In 1947 Perón, now president of Argentina, completed the consolidation of his power base in the CGT, which now became an appendage of the state with no independence. The CGT had grown powerful, from a membership of 500,000 in 1947 to 2.5 million in 1955.
After Argentina's takeover by the military regime in 1976, the CGT was prohibited and split into factions; nevertheless the organization returned to its adversarial role with the government in 1980. With the fall of the military regime in 1983, the labor movement became increasingly militant throughout the decade as a response to the economic policies and hardships under the new democratically elected president, Raúl Alfonsín. The unions organized not only numerous nationwide protests—including thirteen general strikes—between 1984 and 1987 but also offered their own suggestions to the government for dealing with the economic crisis.

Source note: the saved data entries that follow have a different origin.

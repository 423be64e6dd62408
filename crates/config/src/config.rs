use std::{
    fs,
    path::{Path, PathBuf},
};

use anyhow::{Context, Result, anyhow, bail};
use fastvlm_core::{
    DecodeParameters,
    inference::{DEFAULT_MAX_NEW_TOKENS, DEFAULT_REPETITION_GUARD_AFTER},
};
use fastvlm_ort::{GraphOptimization, LoggingLevel, SessionSettings, sys::ORT_API_VERSION};
use serde::{Deserialize, Serialize};
use tracing::info;

#[cfg(target_os = "windows")]
pub const DEFAULT_LIBRARY: &str = "onnxruntime.dll";
#[cfg(target_os = "macos")]
pub const DEFAULT_LIBRARY: &str = "libonnxruntime.dylib";
#[cfg(not(any(target_os = "windows", target_os = "macos")))]
pub const DEFAULT_LIBRARY: &str = "libonnxruntime.so";

#[derive(Debug, Clone, PartialEq, Eq, Serialize, Deserialize, Default)]
#[serde(default)]
pub struct AppConfig {
    pub runtime: RuntimeConfig,
    pub model: ModelSettings,
    pub inference: InferenceSettings,
}

/// Native runtime location and session options.
#[derive(Debug, Clone, PartialEq, Eq, Serialize, Deserialize)]
#[serde(default)]
pub struct RuntimeConfig {
    /// Bare file names are resolved by the platform loader's search path.
    pub library_path: PathBuf,
    pub api_version: u32,
    pub log_level: String,
    pub log_id: String,
    pub intra_op_threads: Option<u16>,
    pub inter_op_threads: Option<u16>,
    pub graph_optimization: String,
}

impl Default for RuntimeConfig {
    fn default() -> Self {
        Self {
            library_path: PathBuf::from(DEFAULT_LIBRARY),
            api_version: ORT_API_VERSION,
            log_level: LoggingLevel::default().to_string(),
            log_id: "fastvlm".to_string(),
            intra_op_threads: None,
            inter_op_threads: None,
            graph_optimization: GraphOptimization::default().to_string(),
        }
    }
}

impl RuntimeConfig {
    pub fn log_level(&self) -> Result<LoggingLevel> {
        self.log_level
            .parse()
            .map_err(|err: String| anyhow!(err))
            .context("invalid [runtime].log_level")
    }

    pub fn graph_optimization(&self) -> Result<GraphOptimization> {
        self.graph_optimization
            .parse()
            .map_err(|err: String| anyhow!(err))
            .context("invalid [runtime].graph_optimization")
    }

    pub fn session_settings(&self) -> Result<SessionSettings> {
        Ok(SessionSettings {
            intra_op_threads: self.intra_op_threads,
            inter_op_threads: self.inter_op_threads,
            graph_optimization: self.graph_optimization()?,
        })
    }
}

#[derive(Debug, Clone, PartialEq, Eq, Serialize, Deserialize, Default)]
#[serde(default)]
pub struct ModelSettings {
    pub dir: Option<PathBuf>,
}

#[derive(Debug, Clone, PartialEq, Eq, Serialize, Deserialize)]
#[serde(default)]
pub struct InferenceSettings {
    pub max_tokens: usize,
    /// Image preprocessing threads; `0` picks one per core.
    pub worker_threads: usize,
    pub repetition_guard_after: usize,
    pub suppress_tokens: Vec<u32>,
}

impl Default for InferenceSettings {
    fn default() -> Self {
        Self {
            max_tokens: DEFAULT_MAX_NEW_TOKENS,
            worker_threads: 0,
            repetition_guard_after: DEFAULT_REPETITION_GUARD_AFTER,
            suppress_tokens: Vec::new(),
        }
    }
}

impl InferenceSettings {
    pub fn decode_parameters(&self) -> DecodeParameters {
        DecodeParameters {
            max_new_tokens: self.max_tokens,
            repetition_guard_after: self.repetition_guard_after,
            suppress_tokens: self.suppress_tokens.clone(),
            ..DecodeParameters::default()
        }
    }
}

impl AppConfig {
    /// Reads `path`, writing the defaults there first when it does not exist.
    pub fn load_or_init(path: &Path) -> Result<Self> {
        if !path.exists() {
            if let Some(parent) = path.parent().filter(|p| !p.as_os_str().is_empty()) {
                fs::create_dir_all(parent)
                    .with_context(|| format!("failed to create directory {}", parent.display()))?;
            }
            let cfg = AppConfig::default();
            cfg.save(path)?;
            info!(path = %path.display(), "wrote default configuration");
            return Ok(cfg);
        }

        let contents = fs::read_to_string(path)
            .with_context(|| format!("failed to read configuration from {}", path.display()))?;
        toml::from_str(&contents)
            .with_context(|| format!("failed to parse configuration at {}", path.display()))
    }

    /// File layer first, then command-line overrides. Without a config path
    /// the built-in defaults are the file layer.
    pub fn load_with_overrides(overrides: &ConfigOverrides) -> Result<Self> {
        let mut cfg = match overrides.config_path.as_deref() {
            Some(path) => Self::load_or_init(path)?,
            None => AppConfig::default(),
        };
        cfg.apply_overrides(overrides);
        cfg.validate()?;
        Ok(cfg)
    }

    pub fn save(&self, path: &Path) -> Result<()> {
        let serialized = toml::to_string_pretty(self)?;
        fs::write(path, serialized)
            .with_context(|| format!("failed to write configuration to {}", path.display()))
    }

    pub fn apply_overrides(&mut self, overrides: &ConfigOverrides) {
        if let Some(dir) = overrides.model_dir.as_ref() {
            self.model.dir = Some(dir.clone());
        }
        self.runtime += &overrides.runtime;
        self.inference += &overrides.inference;
    }

    pub fn validate(&self) -> Result<()> {
        if self.runtime.library_path.as_os_str().is_empty() {
            bail!("[runtime].library_path must not be empty");
        }
        if self.runtime.log_id.is_empty() {
            bail!("[runtime].log_id must not be empty");
        }
        self.runtime.log_level()?;
        self.runtime.graph_optimization()?;
        Ok(())
    }

    pub fn model_dir(&self) -> Result<&Path> {
        self.model
            .dir
            .as_deref()
            .context("no model directory configured; pass --model-dir or set [model].dir")
    }
}

#[derive(Debug, Default, Clone)]
pub struct ConfigOverrides {
    pub config_path: Option<PathBuf>,
    pub model_dir: Option<PathBuf>,
    pub runtime: RuntimeOverride,
    pub inference: InferenceOverride,
}

#[derive(Debug, Default, Clone, PartialEq, Eq)]
pub struct RuntimeOverride {
    pub library_path: Option<PathBuf>,
    pub log_level: Option<String>,
    pub intra_op_threads: Option<u16>,
    pub inter_op_threads: Option<u16>,
    pub graph_optimization: Option<String>,
}

impl std::ops::AddAssign<&RuntimeOverride> for RuntimeConfig {
    fn add_assign(&mut self, rhs: &RuntimeOverride) {
        if let Some(path) = rhs.library_path.as_ref() {
            self.library_path = path.clone();
        }
        if let Some(level) = rhs.log_level.as_ref() {
            self.log_level = level.clone();
        }
        if rhs.intra_op_threads.is_some() {
            self.intra_op_threads = rhs.intra_op_threads;
        }
        if rhs.inter_op_threads.is_some() {
            self.inter_op_threads = rhs.inter_op_threads;
        }
        if let Some(level) = rhs.graph_optimization.as_ref() {
            self.graph_optimization = level.clone();
        }
    }
}

#[derive(Debug, Default, Clone, PartialEq, Eq)]
pub struct InferenceOverride {
    pub max_tokens: Option<usize>,
    pub worker_threads: Option<usize>,
    pub repetition_guard_after: Option<usize>,
    pub suppress_tokens: Option<Vec<u32>>,
}

impl std::ops::AddAssign<&InferenceOverride> for InferenceSettings {
    fn add_assign(&mut self, rhs: &InferenceOverride) {
        if let Some(max_tokens) = rhs.max_tokens {
            self.max_tokens = max_tokens;
        }
        if let Some(threads) = rhs.worker_threads {
            self.worker_threads = threads;
        }
        if let Some(guard) = rhs.repetition_guard_after {
            self.repetition_guard_after = guard;
        }
        if let Some(tokens) = rhs.suppress_tokens.as_ref() {
            self.suppress_tokens = tokens.clone();
        }
    }
}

The government's return to Peronism under Carlos Menem in mid-1989 was fully supported by the labor movement. Taking office under dire economic circumstances, Menem prescribed a set of neoliberal reforms that were very distinct from traditional Peronista policies. With an emphasis on decreased state intervention in the national economy, the new agenda split the CGT leaders. The CGT was relatively inactive during the early 1990s; the first general strike against Menem's neoliberal policies did not occur until 1996. The destructive splintering of the 1990s continues to inhibit labor's ability to speak with one voice.
See alsoLabor Movements .
Alexander, Robert J. A History of Organized Labor in Argentina. Westport, CT: Praeger, 2003. See pp. 175-212.
Baily, Samuel L. Labor, Nationalism, and Politics in Argentina. New Brunswick, NJ: Rutgers University Press, 1967. See pp. 99, 151-192.
Matsushita, Hiroshi. Movimiento obrero argentino, 1930–1945. Buenos Aires: Ediciones Siglo Veinte, 1983. See pp. 77-311.